Hemocompatibility is a key consideration for the long-term success of blood contacting biomaterials; hence, there is a critical need to understand the physiological response elicited from blood/nano-biomaterial interactions. In this study, we have investigated the adsorption of key blood serum proteins, in vitro adhesion and activation of platelets, and clotting kinetics of whole blood on titania nanotube arrays. Previous studies have demonstrated improved mesenchymal stem cell functionality, osteoblast phenotypic behavior, localized drug delivery, and the production of endothelial cell ECM on titania nanotube arrays. Furthermore, these titania nanotube arrays have elicited minimal levels of monocyte activation and cytokine secretion, thus exhibiting a very low degree of immunogenicity.

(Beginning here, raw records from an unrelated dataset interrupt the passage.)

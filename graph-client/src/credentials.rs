//! Access token and the YAML testing-data file that supplies it.

use serde::Deserialize;
use std::fmt;
use std::path::{Path, PathBuf};

/// Opaque access token. Never printed: `Debug` is redacted.
#[derive(Clone, PartialEq, Eq)]
pub struct AccessToken(String);

impl AccessToken {
    /// Returns `None` for an empty or blank token
    pub fn new(token: impl Into<String>) -> Option<Self> {
        let token = token.into();
        let trimmed = token.trim();
        if trimmed.is_empty() {
            None
        } else {
            Some(Self(trimmed.to_string()))
        }
    }

    pub fn expose(&self) -> &str {
        &self.0
    }
}

impl fmt::Debug for AccessToken {
    fn fmt(&self, f: &mut fmt::Formatter<'_>) -> fmt::Result {
        f.write_str("AccessToken(<redacted>)")
    }
}

#[derive(Debug, thiserror::Error)]
pub enum CredentialsError {
    #[error("cannot read testing data {path}: {source}")]
    Unreadable {
        path: PathBuf,
        #[source]
        source: std::io::Error,
    },
    #[error("malformed testing data {path}: {source}")]
    Malformed {
        path: PathBuf,
        #[source]
        source: serde_yaml::Error,
    },
    #[error("no oauth_token in {path}; store a valid token there to run authenticated tests")]
    MissingToken { path: PathBuf },
}

/// Contents of the testing-data file (e.g. `graph_data.yml`)
///
/// ```yaml
/// oauth_token: "..."
/// app_id: "..."
/// secret: "..."
/// ```
#[derive(Debug, Clone, Default, Deserialize)]
pub struct TestingData {
    #[serde(default)]
    oauth_token: Option<String>,
    #[serde(default)]
    pub app_id: Option<String>,
    #[serde(default)]
    pub secret: Option<String>,
    #[serde(default)]
    pub cookie_hash: Option<serde_yaml::Mapping>,
    #[serde(skip)]
    source: PathBuf,
}

impl TestingData {
    pub fn load(path: impl AsRef<Path>) -> Result<Self, CredentialsError> {
        let path = path.as_ref();
        let raw = std::fs::read_to_string(path).map_err(|source| CredentialsError::Unreadable {
            path: path.to_path_buf(),
            source,
        })?;
        Self::parse(&raw, path)
    }

    fn parse(raw: &str, path: &Path) -> Result<Self, CredentialsError> {
        // An empty file is valid YAML for "no keys at all"
        let mut data: TestingData = if raw.trim().is_empty() {
            TestingData::default()
        } else {
            serde_yaml::from_str(raw).map_err(|source| CredentialsError::Malformed {
                path: path.to_path_buf(),
                source,
            })?
        };
        data.source = path.to_path_buf();
        Ok(data)
    }

    pub fn source(&self) -> &Path {
        &self.source
    }

    pub fn has_access_token(&self) -> bool {
        self.oauth_token.as_deref().and_then(AccessToken::new).is_some()
    }

    pub fn access_token(&self) -> Result<AccessToken, CredentialsError> {
        self.oauth_token
            .as_deref()
            .and_then(AccessToken::new)
            .ok_or_else(|| CredentialsError::MissingToken {
                path: self.source.clone(),
            })
    }
}

/// Load the testing-data file and extract its token in one step
pub fn load_access_token(path: impl AsRef<Path>) -> Result<AccessToken, CredentialsError> {
    TestingData::load(path)?.access_token()
}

Titania nanotube arrays were fabricated using anodization technique and the surface morphology was examined through scanning electron microscopy (SEM). The crystalline phases were identified using glancing angled X-ray diffraction (GAXRD). Nanoindentation and scratch tests were used to characterize the mechanical properties of titania nanotube arrays. The adsorption of key blood proteins (albumin, fibrinogen, and immunoglobulin-g) was evaluated using a micro-BCA assay and X-ray photoelectron spectroscopy (XPS). The adhesion and activation of platelets was investigated using live-cell staining, MTT assay, and SEM. Whole blood clotting kinetics was evaluated by measuring the free hemoglobin concentration, and SEM was used to visualize the clot formation. Our results indicate increased blood serum protein adsorption, platelet adhesion and activation, and whole blood clotting kinetics on titania nanotube arrays.